Building a Ukraine worthy of EU membership will not be easy, cheap, or fast. But, like the union itself, it will be built and it will be done. We know the challenge is great, but the prize is worth the struggle, and Europe should know that this is our goal.
Part of the work of renewing Ukraine is a creative battle to put an end to a nightmarish century during which fascism and communism -- ideologies born in the heart of Europe -- battled for mastery. Only a few months ago, in cities throughout Ukraine, our children and our parents confronted armed troops, snarling dogs and even death. Only a few years ago, a young journalist, Georgi Gongadze, seeking to inform the public about our old regime's corruption, was brutalized and beheaded by that regime's thugs.
But our Orange Revolution last winter shows that Ukraine's people prevailed. So, despite today's doubts and difficulties, I retain an abiding faith in Europe. I refuse to accept despair as the final response to the ambiguities and horrors of Ukraine's history. I refuse to accept the view that Ukraine is so tragically bound to the starless midnight of communism's legacy that we can never see the bright daybreak of peace and true European unity.
When the EU's citizens ponder Ukraine's place in Europe, they should look both beyond and more closely at the face they see.
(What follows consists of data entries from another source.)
//! Integration tests for the Lockbridge Relayer
//!
//! The `pipeline` tests run the full watcher → guard → signer → submitter
//! path against the in-process destination ledger and need no
//! infrastructure.
//!
//! The `infrastructure` tests require real services:
//! - Anvil running on localhost:8545 with the bridges deployed
//! - PostgreSQL reachable through DATABASE_URL
//!
//! Run with: cargo test --test integration_test -- --ignored --nocapture
//!
//! Environment variables:
//! - DEST_RPC_URL (default: http://localhost:8545)
//! - DEST_BRIDGE_ADDRESS (required for contract tests)
//! - DATABASE_URL (required for journal tests)

use std::env;
use std::sync::Arc;
use std::time::Duration;

use alloy::primitives::{address, Address, B256, U256};
use async_trait::async_trait;
use tokio::sync::mpsc;

use lockbridge_relayer::db::{Journal, MemoryJournal};
use lockbridge_relayer::destination::{DestinationLedger, Released};
use lockbridge_relayer::guard::ReplayGuard;
use lockbridge_relayer::signer::AttestationSigner;
use lockbridge_relayer::types::{Attestation, LockEvent, ReleaseStatus};
use lockbridge_relayer::watchers::{ChannelLockSource, LockWatcher};
use lockbridge_relayer::writers::{
    resume_pending, ReleasePipeline, ReleaseSubmitter, SubmissionError,
};

// Anvil dev accounts #0 and #1
const RELAYER_KEY: &str = "0xac0974bec39a17e36ba4a6b4d238ff944bacb478cbed5efcae784d7bf4f2ff80";
const RELAYER: Address = address!("f39Fd6e51aad88F6F4ce6aB8827279cffFb92266");
const OTHER_KEY: &str = "0x59c6995e998f97a5a0044966f0945389dc9e86dae88c7a8412f4603b6b78690d";

const ADMIN: Address = address!("00000000000000000000000000000000000000ad");
const DESTINATION: Address = address!("5FbDB2315678afecb367f032d93F642f64180aa3");
const SENDER: Address = address!("70997970C51812dc3A010C7d01b50e0d17dc79C8");
const RECIPIENT: Address = address!("3C44CdDdB6a900fa2b585dd299e03d12FA4293BC");

fn lock(nonce: u64, amount: u64) -> LockEvent {
    LockEvent::new(SENDER, U256::from(amount), RECIPIENT, U256::from(nonce))
}

/// Run events through watcher and pipeline until the source closes and
/// every release has settled
async fn relay(
    events: Vec<LockEvent>,
    submitter: Arc<dyn ReleaseSubmitter>,
    journal: Arc<MemoryJournal>,
    guard: Arc<ReplayGuard>,
    signing_key: &str,
) {
    let destination = submitter.destination();
    let signer = AttestationSigner::from_private_key(signing_key, destination).unwrap();
    let pipeline = ReleasePipeline::new(signer, submitter, journal.clone(), 4).unwrap();

    let (event_tx, source) = ChannelLockSource::new(16);
    let (tx, rx) = mpsc::channel(8);
    let (_shutdown_tx, shutdown_rx) = mpsc::channel(1);

    let pipeline_handle = tokio::spawn(pipeline.run(rx));
    let watcher = LockWatcher::new(source, guard).with_journal(journal, destination);
    let watcher_handle = tokio::spawn(watcher.run(tx, shutdown_rx));

    for event in events {
        event_tx.send(event).await.unwrap();
    }
    drop(event_tx);

    watcher_handle.await.unwrap().unwrap();
    pipeline_handle.await.unwrap().unwrap();
}

// ============================================================================
// In-process pipeline tests
// ============================================================================

mod pipeline {
    use super::*;

    #[tokio::test]
    async fn test_lock_to_release_end_to_end() {
        let ledger = Arc::new(DestinationLedger::new(DESTINATION, ADMIN, RELAYER));
        let journal = Arc::new(MemoryJournal::new());

        relay(
            vec![lock(1, 250)],
            ledger.clone(),
            journal.clone(),
            Arc::new(ReplayGuard::default()),
            RELAYER_KEY,
        )
        .await;

        assert_eq!(
            ledger.released_events(),
            vec![Released {
                recipient: RECIPIENT,
                amount: U256::from(250),
                nonce: U256::from(1),
            }]
        );
        assert_eq!(ledger.balance_of(RECIPIENT), U256::from(250));
        assert!(ledger.is_processed(U256::from(1)));
        assert_eq!(
            journal.entry(DESTINATION, U256::from(1)).unwrap().status(),
            Some(ReleaseStatus::Released)
        );
    }

    #[tokio::test]
    async fn test_redelivered_lock_released_once() {
        let ledger = Arc::new(DestinationLedger::new(DESTINATION, ADMIN, RELAYER));
        let journal = Arc::new(MemoryJournal::new());

        relay(
            vec![lock(1, 100), lock(1, 100), lock(2, 40), lock(1, 100)],
            ledger.clone(),
            journal.clone(),
            Arc::new(ReplayGuard::default()),
            RELAYER_KEY,
        )
        .await;

        assert_eq!(ledger.released_events().len(), 2);
        assert_eq!(ledger.balance_of(RECIPIENT), U256::from(140));
        assert_eq!(journal.counts(DESTINATION).await.unwrap().released, 2);
    }

    #[tokio::test]
    async fn test_wrong_relayer_key_rejected_without_halting() {
        let ledger = Arc::new(DestinationLedger::new(DESTINATION, ADMIN, RELAYER));
        let journal = Arc::new(MemoryJournal::new());

        relay(
            vec![lock(1, 10), lock(2, 20), lock(3, 30)],
            ledger.clone(),
            journal.clone(),
            Arc::new(ReplayGuard::default()),
            OTHER_KEY,
        )
        .await;

        assert!(ledger.released_events().is_empty());
        let counts = journal.counts(DESTINATION).await.unwrap();
        assert_eq!(counts.rejected, 3);
        let entry = journal.entry(DESTINATION, U256::from(2)).unwrap();
        assert_eq!(entry.error_class.as_deref(), Some("invalid_signature"));
    }

    #[tokio::test]
    async fn test_disabled_relayer_fails_closed() {
        let ledger = Arc::new(DestinationLedger::new(DESTINATION, ADMIN, RELAYER));
        ledger.set_relayer_identity(ADMIN, Address::ZERO).unwrap();
        let journal = Arc::new(MemoryJournal::new());

        relay(
            vec![lock(1, 10)],
            ledger.clone(),
            journal.clone(),
            Arc::new(ReplayGuard::default()),
            RELAYER_KEY,
        )
        .await;

        assert_eq!(ledger.balance_of(RECIPIENT), U256::ZERO);
        assert_eq!(
            journal.entry(DESTINATION, U256::from(1)).unwrap().status(),
            Some(ReleaseStatus::Rejected)
        );
    }

    #[tokio::test]
    async fn test_attestation_for_other_deployment_rejected() {
        let other = address!("e7f1725E7734CE288F8367e1Bb143E90bb3F0512");
        let ledger = DestinationLedger::new(DESTINATION, ADMIN, RELAYER);

        let attestation = AttestationSigner::from_private_key(RELAYER_KEY, other)
            .unwrap()
            .attest(&lock(1, 10))
            .unwrap();

        assert_eq!(
            ledger.submit_release(&attestation).await,
            Err(SubmissionError::InvalidSignature)
        );
        assert!(!ledger.is_processed(U256::from(1)));
    }

    /// Fails one nonce with a transport error, delegates the rest
    struct FlakySubmitter {
        inner: Arc<DestinationLedger>,
        broken_nonce: U256,
    }

    #[async_trait]
    impl ReleaseSubmitter for FlakySubmitter {
        fn destination(&self) -> Address {
            self.inner.address()
        }

        async fn submit_release(
            &self,
            attestation: &Attestation,
        ) -> Result<Option<B256>, SubmissionError> {
            if attestation.nonce == self.broken_nonce {
                tokio::time::sleep(Duration::from_millis(20)).await;
                return Err(SubmissionError::Transport("connection reset by peer".into()));
            }
            self.inner.submit_release(attestation).await
        }
    }

    #[tokio::test]
    async fn test_submission_failure_isolated_and_resumable() {
        let ledger = Arc::new(DestinationLedger::new(DESTINATION, ADMIN, RELAYER));
        let journal = Arc::new(MemoryJournal::new());
        let flaky = Arc::new(FlakySubmitter {
            inner: ledger.clone(),
            broken_nonce: U256::from(2),
        });

        relay(
            vec![lock(1, 10), lock(2, 20), lock(3, 30)],
            flaky,
            journal.clone(),
            Arc::new(ReplayGuard::default()),
            RELAYER_KEY,
        )
        .await;

        assert_eq!(ledger.balance_of(RECIPIENT), U256::from(40));
        assert_eq!(
            journal.entry(DESTINATION, U256::from(2)).unwrap().status(),
            Some(ReleaseStatus::Failed)
        );

        // Restart with the failed-release switch on: nonce 2 is recovered
        let guard = Arc::new(ReplayGuard::default());
        let signer = AttestationSigner::from_private_key(RELAYER_KEY, DESTINATION).unwrap();
        let pipeline = ReleasePipeline::new(signer, ledger.clone(), journal.clone(), 2).unwrap();
        let (tx, rx) = mpsc::channel(8);

        let resumed = resume_pending(journal.as_ref(), DESTINATION, &guard, &tx, true)
            .await
            .unwrap();
        assert_eq!(resumed, 1);
        drop(tx);
        pipeline.run(rx).await.unwrap();

        assert_eq!(ledger.balance_of(RECIPIENT), U256::from(60));
        assert_eq!(journal.counts(DESTINATION).await.unwrap().released, 3);
    }

    #[tokio::test]
    async fn test_restart_does_not_resubmit_settled_locks() {
        let ledger = Arc::new(DestinationLedger::new(DESTINATION, ADMIN, RELAYER));
        let journal = Arc::new(MemoryJournal::new());

        relay(
            vec![lock(1, 10)],
            ledger.clone(),
            journal.clone(),
            Arc::new(ReplayGuard::default()),
            RELAYER_KEY,
        )
        .await;

        // Fresh process: empty guard, same journal, source rescans the block
        relay(
            vec![lock(1, 10), lock(2, 5)],
            ledger.clone(),
            journal.clone(),
            Arc::new(ReplayGuard::default()),
            RELAYER_KEY,
        )
        .await;

        assert_eq!(ledger.released_events().len(), 2);
        assert_eq!(ledger.balance_of(RECIPIENT), U256::from(15));
        assert_eq!(journal.counts(DESTINATION).await.unwrap().rejected, 0);
    }

    #[tokio::test]
    async fn test_many_concurrent_locks_each_released_once() {
        let ledger = Arc::new(DestinationLedger::new(DESTINATION, ADMIN, RELAYER));
        let journal = Arc::new(MemoryJournal::new());

        let mut events = Vec::new();
        for n in 0..50u64 {
            events.push(lock(n, 1));
            if n % 5 == 0 {
                events.push(lock(n, 1));
            }
        }

        relay(
            events,
            ledger.clone(),
            journal.clone(),
            Arc::new(ReplayGuard::default()),
            RELAYER_KEY,
        )
        .await;

        assert_eq!(ledger.released_events().len(), 50);
        assert_eq!(ledger.balance_of(RECIPIENT), U256::from(50));
    }
}

// ============================================================================
// Infrastructure Tests
// ============================================================================

/// Check if integration tests should run
fn should_run_integration() -> bool {
    env::var("INTEGRATION_TEST").is_ok() || env::var("CI").is_ok()
}

fn dest_rpc_url() -> String {
    env::var("DEST_RPC_URL").unwrap_or_else(|_| "http://localhost:8545".to_string())
}

mod infrastructure {
    use super::*;
    use lockbridge_relayer::config::DestinationConfig;
    use lockbridge_relayer::db::PgJournal;
    use lockbridge_relayer::types::ReleaseOutcome;
    use lockbridge_relayer::writers::EvmReleaseSubmitter;

    #[tokio::test]
    #[ignore = "requires Anvil running"]
    async fn test_anvil_connectivity() {
        let client = reqwest::Client::new();
        let url = dest_rpc_url();

        let response = client
            .post(&url)
            .header("Content-Type", "application/json")
            .body(r#"{"jsonrpc":"2.0","method":"eth_blockNumber","params":[],"id":1}"#)
            .timeout(Duration::from_secs(5))
            .send()
            .await;

        match response {
            Ok(resp) => {
                assert!(resp.status().is_success(), "Anvil returned error status");
                let json: serde_json::Value = resp.json().await.unwrap();
                assert!(json["result"].is_string(), "Expected block number result");
            }
            Err(e) => panic!("Failed to connect to Anvil at {}: {}", url, e),
        }
    }

    #[tokio::test]
    #[ignore = "requires Anvil with deployed destination bridge"]
    async fn test_destination_relayer_identity() {
        if !should_run_integration() {
            return;
        }
        let Ok(bridge_address) = env::var("DEST_BRIDGE_ADDRESS") else {
            eprintln!("DEST_BRIDGE_ADDRESS not set, skipping");
            return;
        };

        let submitter = EvmReleaseSubmitter::new(&DestinationConfig {
            rpc_url: dest_rpc_url(),
            bridge_address,
            private_key: RELAYER_KEY.to_string(),
        })
        .unwrap();

        let relayer = submitter.configured_relayer().await.unwrap();
        println!("Destination relayer identity: {}", relayer);
        assert!(!submitter.is_processed(U256::MAX).await.unwrap());
    }

    #[tokio::test]
    #[ignore = "requires PostgreSQL"]
    async fn test_postgres_journal_lifecycle() {
        if !should_run_integration() {
            return;
        }
        let Ok(url) = env::var("DATABASE_URL") else {
            eprintln!("DATABASE_URL not set, skipping");
            return;
        };

        let journal = PgJournal::connect(&url).await.unwrap();
        let nonce = chrono::Utc::now().timestamp_nanos_opt().unwrap_or_default() as u64;
        let event = lock(nonce, 1);
        let destination = Address::repeat_byte(0x5e);

        assert_eq!(journal.record_observed(&event, destination).await.unwrap(), None);
        assert_eq!(
            journal.record_observed(&event, destination).await.unwrap(),
            Some(ReleaseStatus::Observed)
        );

        journal
            .record_outcome(
                destination,
                event.nonce,
                &ReleaseOutcome::Released { tx_hash: None },
                None,
            )
            .await
            .unwrap();
        assert_eq!(
            journal.record_observed(&event, destination).await.unwrap(),
            Some(ReleaseStatus::Released)
        );

        journal.set_source_cursor(destination, 42).await.unwrap();
        assert_eq!(journal.source_cursor(destination).await.unwrap(), Some(42));
    }
}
They should look beyond the ravaged wastelands that communism inflicted, beyond the poverty, and beyond the social divisions through which our discarded ex-leaders sought to prolong their misrule.
Instead, they should look closely at the face of our president, Viktor Yushchenko, ravaged by poison during last year's election campaign, and recall the words of the great Frenchman Andre Malraux, for whom "the most beautiful faces are those that have been wounded."
Yuliya Tymoshenko is prime minister of Ukraine.